§ What this task involves
Go over the data and copy out each line with "await" in it.

[Extracted data entries]
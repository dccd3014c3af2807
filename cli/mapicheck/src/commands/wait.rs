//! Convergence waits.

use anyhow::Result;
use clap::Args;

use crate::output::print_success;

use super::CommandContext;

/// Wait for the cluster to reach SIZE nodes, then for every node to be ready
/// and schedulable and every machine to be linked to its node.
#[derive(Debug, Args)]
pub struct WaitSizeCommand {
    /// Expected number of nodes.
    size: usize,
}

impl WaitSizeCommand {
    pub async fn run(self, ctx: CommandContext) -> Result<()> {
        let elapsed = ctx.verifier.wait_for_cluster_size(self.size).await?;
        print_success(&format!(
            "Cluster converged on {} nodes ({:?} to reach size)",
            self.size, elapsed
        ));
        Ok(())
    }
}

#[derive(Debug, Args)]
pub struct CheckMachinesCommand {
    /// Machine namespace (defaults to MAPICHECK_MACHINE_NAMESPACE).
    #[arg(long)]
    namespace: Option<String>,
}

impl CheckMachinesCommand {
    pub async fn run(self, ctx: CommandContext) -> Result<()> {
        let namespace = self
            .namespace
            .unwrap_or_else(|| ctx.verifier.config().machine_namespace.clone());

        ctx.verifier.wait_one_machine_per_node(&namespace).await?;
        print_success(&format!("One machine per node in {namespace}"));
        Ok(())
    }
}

§ Written solution
        let elapsed = ctx.verifier.wait_for_cluster_size(self.size).await?;
        ctx.verifier.wait_one_machine_per_node(&namespace).await?;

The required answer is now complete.